→ **TASK PROMPT**
Could you restate word for word every line of the records below, from the first one to the one holding "#[derive(Debug, Clone, PartialEq)]"?

→ **DATA RECORDS**
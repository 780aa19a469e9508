//! Compiled function prototypes.

use crate::environment::ParamKind;
use crate::opcode::Instruction;
use crate::syntax::SourceLocation;
use crate::value::{Arity, Value};
use std::fmt;
use std::rc::Rc;

/// Where a variable of a function lives at run time.
#[derive(Debug, Clone, Copy, PartialEq, Eq)]
pub enum VariableKind {
    Argument { register: u8, param: ParamKind },
    Local { register: u8 },
    Global,
    /// `register` of the frame `distance` closure parents out
    UpValue { distance: u8, register: u8 },
}

/// Metadata for one binding of a function's scope, indexed by slot.
#[derive(Debug, Clone, PartialEq)]
pub struct VariableDescriptor {
    pub name: Rc<str>,
    pub kind: VariableKind,
    /// Literal index of the default-value template of an optional or key parameter
    pub initializer: Option<u32>,
}

/// A compiled function: code, literal pool and variable metadata.
///
/// Immutable once generated; every closure over it shares it.
#[derive(Debug)]
pub struct Template {
    pub(crate) name: Option<Rc<str>>,
    pub(crate) code: Vec<Instruction>,
    /// Source location per instruction, parallel to `code`
    pub(crate) lines: Vec<Option<SourceLocation>>,
    pub(crate) literals: Vec<Value>,
    pub(crate) variables: Vec<VariableDescriptor>,
    pub(crate) required: usize,
    pub(crate) optional: usize,
    pub(crate) keys: usize,
    pub(crate) rest: Option<u8>,
    pub(crate) frame_size: usize,
    pub(crate) temp_base: usize,
}

impl Template {
    pub fn name(&self) -> Option<&str> {
        self.name.as_deref()
    }

    pub fn code(&self) -> &[Instruction] {
        &self.code
    }

    pub fn literals(&self) -> &[Value] {
        &self.literals
    }

    pub fn variables(&self) -> &[VariableDescriptor] {
        &self.variables
    }

    pub fn location(&self, pc: usize) -> Option<&SourceLocation> {
        self.lines.get(pc).and_then(Option::as_ref)
    }

    pub fn required(&self) -> usize {
        self.required
    }

    pub fn optional(&self) -> usize {
        self.optional
    }

    pub fn keys(&self) -> usize {
        self.keys
    }

    /// Register receiving the rest list, if the function takes one
    pub fn rest(&self) -> Option<u8> {
        self.rest
    }

    pub fn frame_size(&self) -> usize {
        self.frame_size
    }

    /// First register not claimed by an argument or local
    pub fn temp_base(&self) -> usize {
        self.temp_base
    }

    pub fn arity(&self) -> Arity {
        if self.rest.is_some() || self.keys > 0 {
            Arity::AtLeast(self.required)
        } else if self.optional == 0 {
            Arity::Exact(self.required)
        } else {
            Arity::Range(self.required, self.required + self.optional)
        }
    }

    /// Argument descriptors of the given kind, in declaration order
    pub fn parameters(&self, param: ParamKind) -> impl Iterator<Item = &VariableDescriptor> {
        self.variables.iter().filter(move |v| {
            matches!(v.kind, VariableKind::Argument { param: p, .. } if p == param)
        })
    }

    /// The nested template at literal `index`; anything else there is a codegen bug
    pub fn nested(&self, index: usize) -> &Rc<Template> {
        match self.literals.get(index) {
            Some(Value::Template(template)) => template,
            other => panic!(
                "literal {index} of {} is {other:?}, not a template",
                self.display_name()
            ),
        }
    }

    pub fn display_name(&self) -> &str {
        self.name().unwrap_or("<anonymous>")
    }

    fn write_listing(&self, f: &mut fmt::Formatter<'_>, indent: usize) -> fmt::Result {
        let pad = "  ".repeat(indent);
        writeln!(
            f,
            "{pad}template {} ({} required, {} optional, {} keys{}) frame {} temps from {}",
            self.display_name(),
            self.required,
            self.optional,
            self.keys,
            if self.rest.is_some() { ", rest" } else { "" },
            self.frame_size,
            self.temp_base,
        )?;
        for (pc, instruction) in self.code.iter().enumerate() {
            write!(f, "{pad}  {pc:>4}  {instruction}")?;
            if let Some(location) = self.location(pc) {
                write!(f, "  ; {}:{}", location.line, location.column)?;
            }
            writeln!(f)?;
        }
        if !self.literals.is_empty() {
            writeln!(f, "{pad}  literals:")?;
            for (i, literal) in self.literals.iter().enumerate() {
                writeln!(f, "{pad}    K{i} = {literal}")?;
            }
        }
        if !self.variables.is_empty() {
            writeln!(f, "{pad}  variables:")?;
            for (i, variable) in self.variables.iter().enumerate() {
                let kind = match variable.kind {
                    VariableKind::Argument { register, param } => {
                        format!("argument R{register} {param:?}")
                    }
                    VariableKind::Local { register } => format!("local R{register}"),
                    VariableKind::Global => "global".to_string(),
                    VariableKind::UpValue { distance, register } => {
                        format!("upvalue R{register} at distance {distance}")
                    }
                };
                write!(f, "{pad}    V{i} {} {kind}", variable.name)?;
                if let Some(initializer) = variable.initializer {
                    write!(f, " default K{initializer}")?;
                }
                writeln!(f)?;
            }
        }
        for literal in &self.literals {
            if let Value::Template(nested) = literal {
                nested.write_listing(f, indent + 1)?;
            }
        }
        Ok(())
    }
}

impl fmt::Display for Template {
    /// Disassembly listing, nested templates indented below their parent
    fn fmt(&self, f: &mut fmt::Formatter<'_>) -> fmt::Result {
        self.write_listing(f, 0)
    }
}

→ **EXERCISE ANSWER**
repository 780aa19a469e9508
//! Compiled function prototypes.

use crate::environment::ParamKind;
use crate::opcode::Instruction;
use crate::syntax::SourceLocation;
use crate::value::{Arity, Value};
use std::fmt;
use std::rc::Rc;

/// Where a variable of a function lives at run time.
#[derive(Debug, Clone, Copy, PartialEq, Eq)]
pub enum VariableKind {
    Argument { register: u8, param: ParamKind },
    Local { register: u8 },
    Global,
    /// `register` of the frame `distance` closure parents out
    UpValue { distance: u8, register: u8 },
}

/// Metadata for one binding of a function's scope, indexed by slot.
#[derive(Debug, Clone, PartialEq)]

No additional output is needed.